Tonight’s the Night by Anna-Liisa Aunio

Marcie ran her moistened fingers along the smooth, soft surface of the soapstone adorning her kitchen as a new countertop. It had been well oiled and set in the manner of her very specific direction—soapstone needed, after all, very careful handling and tending to serve its sophisticated appeal. Marcie especially relished the thought, at this moment, of its sleek, renewed visage each month following similar requisite oil treatments. Of course, now the more direct and immediate problem was that Mexican ceramic sink, purchased in a fit of inspiration and despair from a kindly fellow on the avenue for a fraction of what those idiots downtown paid at the boutique import store. Marcie half smiled—yes, half. Once the soapstone was installed she realized the sink was all wrong and quite desperately needed replacing. She would have to search the avenues for the whole day tomorrow, in fact, for a chance at finding something even remotely approaching the right fit.

Enough, she told herself, enough. Time to face the evening. Such difficulties would look better through the morning panes of sunlight and with coffee in tow. For now, she was behind schedule. One whole hour, to be exact. After neatly sweeping up the crumbs and remnants of her evening snack (never a meal, especially on weekends), Marcie gently guided her manicured forefinger along the oily surface, finding comfort in knowing that its perfection would more than make up for spending money on her (now unusable) quaint, and thus trite, Mexican basin. While she didn’t like to dwell on such things, it did occur to her (if only vaguely) that the Mexican business was altogether a very bad decision and thus not entirely her fault—the salesman was rather pushy, wasn’t he? No matter, she thought; not worth the complaint. Stress is horrible, absolutely horrible for the skin.

She was still in stockings from work and tread rather carefully up the carpeted stairs to avoid tears in the toes and heels. Even the slightest hole brought great discomfort and disappointment; she was always careful to avoid them and almost never failed in the effort.

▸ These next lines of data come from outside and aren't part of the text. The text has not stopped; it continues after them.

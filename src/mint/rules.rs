//! Ordered rule table for mint assembly.
//!
//! Each rule looks at the record's settings and extends the plan. Rules run
//! in table order; the plan builder then appends scheduled revokes after the
//! invocation.

use solana_sdk::instruction::AccountMeta;
use solana_sdk::pubkey::Pubkey;
use solana_sdk::signature::Keypair;

use crate::blockchain::address::AddressDeriver;
use crate::blockchain::program::{
    CandyMachineAccount, GatekeeperConfig, MintNftAccounts, WhitelistMintMode, WhitelistMintSettings,
};
use crate::mint::plan::{InstructionPlan, PlanBuilder, PlannedOp};
use crate::mint::MintError;

/// Record settings that shape a mint.
#[derive(Debug, Clone, PartialEq, Eq)]
pub struct MintSettings {
    pub candy_machine: Pubkey,
    /// Treasury receiving the payment.
    pub wallet: Pubkey,
    pub price: u64,
    pub token_mint: Option<Pubkey>,
    pub whitelist: Option<WhitelistMintSettings>,
    pub gatekeeper: Option<GatekeeperConfig>,
}

impl MintSettings {
    pub fn from_account(address: Pubkey, account: &CandyMachineAccount) -> Self {
        Self {
            candy_machine: address,
            wallet: account.wallet,
            price: account.data.price,
            token_mint: account.token_mint,
            whitelist: account.data.whitelist_mint_settings.clone(),
            gatekeeper: account.data.gatekeeper.clone(),
        }
    }
}

/// Inputs gathered before assembly.
#[derive(Debug, Clone, Copy)]
pub struct MintContext<'a> {
    pub settings: &'a MintSettings,
    pub buyer: Pubkey,
    /// Whether the buyer's whitelist token account exists.
    pub whitelist_account_exists: bool,
    /// Rent-exempt balance for a mint account.
    pub mint_rent: u64,
}

type Rule = fn(&AddressDeriver, &MintContext<'_>, &mut PlanBuilder) -> Result<(), MintError>;

/// Rules in application order.
pub const RULES: &[(&str, Rule)] = &[
    ("base", base_ops),
    ("whitelist", whitelist),
    ("payment_token", payment_token),
    ("invoke", invoke),
];

/// Builds the plan for one mint from record settings.
#[derive(Debug, Clone, Default)]
pub struct MintTransactionBuilder {
    deriver: AddressDeriver,
}

impl MintTransactionBuilder {
    pub fn new(deriver: AddressDeriver) -> Self {
        Self { deriver }
    }

    pub fn deriver(&self) -> &AddressDeriver {
        &self.deriver
    }

    /// Assemble a plan around a freshly generated mint keypair.
    pub fn build(&self, ctx: &MintContext<'_>) -> Result<InstructionPlan, MintError> {
        self.build_with_mint(ctx, Keypair::new())
    }

    pub fn build_with_mint(&self, ctx: &MintContext<'_>, mint: Keypair) -> Result<InstructionPlan, MintError> {
        let mut builder = PlanBuilder::new(self.deriver.candy_program, self.deriver.token_program, ctx.buyer, mint);
        for (name, rule) in RULES {
            rule(&self.deriver, ctx, &mut builder)?;
            tracing::trace!(rule = name, "Mint rule applied");
        }
        builder.finish()
    }
}

fn base_ops(deriver: &AddressDeriver, ctx: &MintContext<'_>, b: &mut PlanBuilder) -> Result<(), MintError> {
    let buyer = ctx.buyer;
    let mint = b.mint();
    b.push(PlannedOp::Create {
        payer: buyer,
        mint,
        lamports: ctx.mint_rent,
    })?;
    b.push(PlannedOp::InitializeMint { mint, authority: buyer })?;
    b.push(PlannedOp::CreateHolderAccount {
        payer: buyer,
        owner: buyer,
        mint,
    })?;
    b.push(PlannedOp::MintUnit {
        mint,
        holder: deriver.holder_token_account(&buyer, &mint),
        authority: buyer,
    })
}

fn whitelist(deriver: &AddressDeriver, ctx: &MintContext<'_>, b: &mut PlanBuilder) -> Result<(), MintError> {
    let Some(whitelist) = &ctx.settings.whitelist else {
        return Ok(());
    };
    let token_account = deriver.holder_token_account(&ctx.buyer, &whitelist.mint);
    b.add_account(AccountMeta::new(token_account, false))?;

    if whitelist.mode == WhitelistMintMode::BurnEveryTime {
        let burner = b.add_throwaway(Keypair::new())?;
        b.add_account(AccountMeta::new(whitelist.mint, false))?;
        b.add_account(AccountMeta::new_readonly(burner, true))?;
        if ctx.whitelist_account_exists {
            b.approve_scoped(token_account, burner, 1)?;
        }
    }
    Ok(())
}

fn payment_token(deriver: &AddressDeriver, ctx: &MintContext<'_>, b: &mut PlanBuilder) -> Result<(), MintError> {
    let Some(token_mint) = ctx.settings.token_mint else {
        return Ok(());
    };
    let token_account = deriver.holder_token_account(&ctx.buyer, &token_mint);
    let transfer_authority = b.add_throwaway(Keypair::new())?;
    b.add_account(AccountMeta::new(token_account, false))?;
    b.add_account(AccountMeta::new_readonly(transfer_authority, true))?;
    b.approve_scoped(token_account, transfer_authority, ctx.settings.price)
}

fn invoke(deriver: &AddressDeriver, ctx: &MintContext<'_>, b: &mut PlanBuilder) -> Result<(), MintError> {
    let mint = b.mint();
    let (creator, creator_bump) = deriver.record_authority(&ctx.settings.candy_machine);
    let accounts = MintNftAccounts {
        candy_machine: ctx.settings.candy_machine,
        candy_machine_creator: creator,
        payer: ctx.buyer,
        wallet: ctx.settings.wallet,
        metadata: deriver.metadata(&mint),
        mint,
        mint_authority: ctx.buyer,
        update_authority: ctx.buyer,
        master_edition: deriver.master_edition(&mint),
        token_metadata_program: deriver.metadata_program,
        token_program: deriver.token_program,
    };
    b.invoke(accounts, creator_bump)
}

Tonight promised to be a rather lofty affair: lots of fantastic views, good friends, and a phenomenal number of young men to audition as potential suitors. She and Dave broke up two months ago, but it was never very serious. It was really his nose and that particular nasally laugh that got in the way in the end, which could have been overlooked save for the fact that he punctuated every meal with his “good sense of humor” and trademark self-congratulatory snorts. Two and half months it lasted. Marcie had dutifully traveled through the seven steps her therapist recommended, learned about herself in the process, and was more fully realized, more fully capable, and more fully ready for the prospect of someone new and interesting in her cards as a result. Spotlight on tonight, thank you. She was ready.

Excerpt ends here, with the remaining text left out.